Of course, this fact that a single biblical text can mean many things doesn’t mean it can mean anything. Slave traders justified the exploitation of black people by claiming the curse on Noah’s son Ham rendered all Africans subhuman. Many Puritans and pioneers appealed to the stories of Joshua’s conquest of Canaan to support attacks on indigenous populations. More recently, I’ve heard Christians shrug off sins committed by American politicians because King David assaulted women too. Anytime the Bible is used to justify the oppression and exploitation of others, we have strayed far from the God who brought the people of Israel out of Egypt, “out of the land of slavery” (Exodus 20:2).
This is why it’s especially important for those of us who come to the Bible from positions of relative social, economic, and racial privilege to read its stories alongside people from marginalized communities, past and present, who are often more practiced at tracing [the] crimson thread of justice through its pages.
They say art should afflict the comfortable and comfort the afflicted. I think the same is true for Scripture. For centuries the Bible’s stories of deliverance have offered comfort to the suffering and a challenge to the privileged. Every item on the Seder plate and every line from those old spirituals is a reminder that Scripture never ceases to speak fresh truth, and that when it comes to seeking our common liberation, there is no such thing as just a story.
For this week with the “ear of your heart”: Read Psalm 104:2 and practice Lectio Divina.
“Thought for Extending the Practice”: It is interesting that the creation story in Genesis says that light was the first of the creations of God. Actually, the Bible is full of creation stories and the story in Psalm 104 is said to be the oldest – older than the creation stories in Genesis. Psalm 104 also talks about light. Divinity comes “wrapped in a robe of light.” Is light the primal gift, the radical expression of the Divine presence? Of the creative power or fire in the universe? Is this behind the creation story in John 1 when it is said that Christ is the “Light of the world” and the light and life within all existing things of the universe?

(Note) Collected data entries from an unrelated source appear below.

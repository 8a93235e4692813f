//! Method namespaces: the wire naming convention shared by every domain
//! namespace.
//!
//! [`Method`] is what [`Transport::factory`](crate::Transport::factory)
//! hands out: it joins its prefix and the operation name with `.`, stamps the
//! protocol namespace and delegates to `send`. [`MethodNamespace`] is the base
//! domain namespaces are built on; it derives the prefix from the configured
//! method scope and a namespace tag (`"app.social"`) and provides the argument
//! checks operations run before building a call.

use crate::types::{CallOptions, Payload};
use crate::{BridgeError, CallId, Transport};

/// A namespaced entry point into a [`Transport`].
#[derive(Debug, Clone)]
pub struct Method {
    transport: Transport,
    prefix: String,
}

impl Method {
    pub(crate) fn new(transport: Transport, prefix: String) -> Self {
        Self { transport, prefix }
    }

    /// Sends `options` with its name prefixed and the protocol namespace set.
    ///
    /// A missing or empty name stays missing and fails with
    /// [`BridgeError::MissingName`].
    pub fn call(&self, mut options: CallOptions) -> Result<CallId, BridgeError> {
        options.name = options
            .name
            .filter(|name| !name.is_empty())
            .map(|name| format!("{}.{}", self.prefix, name));
        options.namespace = Some(self.transport.config().namespace.clone());
        self.transport.send(options)
    }
}

/// Base for domain namespaces such as social feeds.
#[derive(Debug, Clone)]
pub struct MethodNamespace {
    tag: String,
    method: Method,
}

impl MethodNamespace {
    /// Creates a namespace tagged `tag` on `transport`.
    ///
    /// Calls are named `"<method_scope>.<tag>.<operation>"`.
    pub fn new(transport: &Transport, tag: impl Into<String>) -> Self {
        let tag = tag.into();
        let prefix = format!("{}.{}", transport.config().method_scope, tag);
        Self {
            method: transport.factory(prefix),
            tag,
        }
    }

    /// The namespace tag (e.g. `"social"`).
    pub fn tag(&self) -> &str {
        &self.tag
    }

    /// Sends a call through this namespace's [`Method`].
    pub fn method(&self, options: CallOptions) -> Result<CallId, BridgeError> {
        self.method.call(options)
    }

    /// Requires a non-empty string argument.
    pub fn validate_str(value: &str, message: &str) -> Result<(), BridgeError> {
        if value.is_empty() {
            return Err(invalid(message));
        }
        Ok(())
    }

    /// Requires an object argument.
    pub fn validate_object(value: &Payload, message: &str) -> Result<(), BridgeError> {
        if !value.is_object() {
            return Err(invalid(message));
        }
        Ok(())
    }
}

fn invalid(message: &str) -> BridgeError {
    BridgeError::InvalidArgument {
        message: message.to_owned(),
    }
}

#[cfg(test)]
mod tests {
    use serde_json::{json, Value};

    use super::*;
    use crate::window::MemoryWindow;
    use crate::BridgeConfig;

    fn posted_json(window: &MemoryWindow) -> Vec<Value> {
        window
            .posted()
            .iter()
            .map(|p| serde_json::from_str(&p.message).unwrap())
            .collect()
    }

    #[test]
    fn method_prefixes_name_and_stamps_namespace() {
        let window = MemoryWindow::new();
        let transport = Transport::new(window.clone(), BridgeConfig::default()).unwrap();
        let method = transport.factory("dashboard");

        let id = method.call(CallOptions::new("setHeader").params("Title")).unwrap();

        assert_eq!(id, CallId::new(1));
        let sent = posted_json(&window);
        assert_eq!(sent[0]["name"], "dashboard.setHeader");
        assert_eq!(sent[0]["namespace"], "Enplug");
    }

    #[test]
    fn method_without_name_is_rejected() {
        let window = MemoryWindow::new();
        let transport = Transport::new(window.clone(), BridgeConfig::default()).unwrap();
        let method = transport.factory("app");

        assert_eq!(
            method.call(CallOptions::default()),
            Err(BridgeError::MissingName)
        );
        assert!(window.posted().is_empty());
    }

    #[test]
    fn namespace_prefix_uses_scope_and_tag() {
        let config = BridgeConfig {
            method_scope: "dashboard".to_owned(),
            ..BridgeConfig::default()
        };
        let window = MemoryWindow::new();
        let transport = Transport::new(window.clone(), config).unwrap();
        let ns = MethodNamespace::new(&transport, "social");

        ns.method(CallOptions::new("getFeeds")).unwrap();

        assert_eq!(ns.tag(), "social");
        assert_eq!(posted_json(&window)[0]["name"], "dashboard.social.getFeeds");
    }

    #[test]
    fn validation_helpers() {
        assert!(MethodNamespace::validate_str("abc", "msg").is_ok());
        assert_eq!(
            MethodNamespace::validate_str("", "No assetid provided."),
            Err(BridgeError::InvalidArgument {
                message: "No assetid provided.".to_owned()
            })
        );
        assert!(MethodNamespace::validate_object(&json!({"id": 1}), "msg").is_ok());
        assert!(MethodNamespace::validate_object(&json!(null), "msg").is_err());
        assert!(MethodNamespace::validate_object(&json!([1]), "msg").is_err());
    }
}
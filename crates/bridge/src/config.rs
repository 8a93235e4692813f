//! Bridge configuration.

use serde::{Deserialize, Serialize};

use crate::BridgeError;

/// Protocol tag stamped on every envelope of this protocol family.
pub const DEFAULT_NAMESPACE: &str = "Enplug";

/// Destination restriction used when posting. The wildcard supports the
/// various developer localhosts an app may be embedded from.
pub const DEFAULT_TARGET_ORIGIN: &str = "*";

/// Implementation-specific prefix namespaces put in front of their tag.
pub const DEFAULT_METHOD_SCOPE: &str = "app";

/// Settings for a [`crate::Transport`] and the namespaces built on it.
///
/// Every field has a default, so an empty JSON object is a valid config.
#[derive(Debug, Clone, PartialEq, Eq, Serialize, Deserialize)]
#[serde(default)]
pub struct BridgeConfig {
    /// Protocol tag written to outbound calls and required on inbound responses.
    pub namespace: String,

    /// Destination restriction passed to [`crate::window::ParentWindow::post_message`].
    pub target_origin: String,

    /// Origins whose messages are accepted. Empty accepts every origin and
    /// relies on namespace filtering alone.
    pub trusted_origins: Vec<String>,

    /// Prefix namespaces prepend to their tag (`"app"` or `"dashboard"`).
    pub method_scope: String,
}

impl Default for BridgeConfig {
    fn default() -> Self {
        Self {
            namespace: DEFAULT_NAMESPACE.to_owned(),
            target_origin: DEFAULT_TARGET_ORIGIN.to_owned(),
            trusted_origins: Vec::new(),
            method_scope: DEFAULT_METHOD_SCOPE.to_owned(),
        }
    }
}

impl BridgeConfig {
    /// Checks the config for values that would make the bridge unusable.
    pub fn validate(&self) -> Result<(), BridgeError> {
        if self.namespace.is_empty() {
            return Err(BridgeError::Configuration {
                message: "namespace must not be empty".to_owned(),
            });
        }
        if self.target_origin.is_empty() {
            return Err(BridgeError::Configuration {
                message: "target_origin must not be empty".to_owned(),
            });
        }
        if self.trusted_origins.iter().any(String::is_empty) {
            return Err(BridgeError::Configuration {
                message: "trusted_origins must not contain empty entries".to_owned(),
            });
        }
        Ok(())
    }

    /// Returns `true` if messages from `origin` may be processed.
    pub fn trusts_origin(&self, origin: &str) -> bool {
        self.trusted_origins.is_empty() || self.trusted_origins.iter().any(|o| o == origin)
    }
}

#[cfg(test)]
mod tests {
    use super::*;

    #[test]
    fn empty_object_yields_defaults() {
        let config: BridgeConfig = serde_json::from_str("{}").unwrap();
        assert_eq!(config, BridgeConfig::default());
        assert_eq!(config.namespace, "Enplug");
        assert_eq!(config.target_origin, "*");
        config.validate().unwrap();
    }

    #[test]
    fn empty_namespace_is_rejected() {
        let config = BridgeConfig {
            namespace: String::new(),
            ..BridgeConfig::default()
        };
        assert!(matches!(
            config.validate(),
            Err(BridgeError::Configuration { .. })
        ));
    }

    #[test]
    fn allow_list_restricts_origins_only_when_set() {
        let mut config = BridgeConfig::default();
        assert!(config.trusts_origin("http://localhost:8080"));

        config.trusted_origins = vec!["https://dashboard.enplug.com".to_owned()];
        assert!(config.trusts_origin("https://dashboard.enplug.com"));
        assert!(!config.trusts_origin("http://localhost:8080"));
    }
}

Source for “Thought for Extending the Practice”: “Daily Meditations”, Feb. 11, 2023 – Matthew Fox
An invitation to our virtual participants: Discussion and comments are very much encouraged and welcomed. Online discussions can be held in the comments section in the upcoming post on Facebook for this week’s Deacon’s Reflection which is part of adult formation at St. Francis Episcopal Church.
Closing Prayer – Prayer of Blessing
The blessings of sun, the blessings of moon, the blessings of east and of west, to guide us on the way, to lighten our eyes, to strengthen our will and our loving.
The blessings of earth, the blessings of air, the blessings of fire and of water, to fill us with heaven, to free us with mercy, to stir us with flames of compassion.
May the light of God illumine the heart of my soul. May the flame of Christ kindle me to love.
May the fire of the Spirit free me to live this day, tonight, and forever. Amen.
- John Philip Newell, Praying with the Earth – A Prayerbook for Peace, p. 36.
“Inspired”, Deacon Joe Dzugan, St. Francis Episcopal Church, 2023.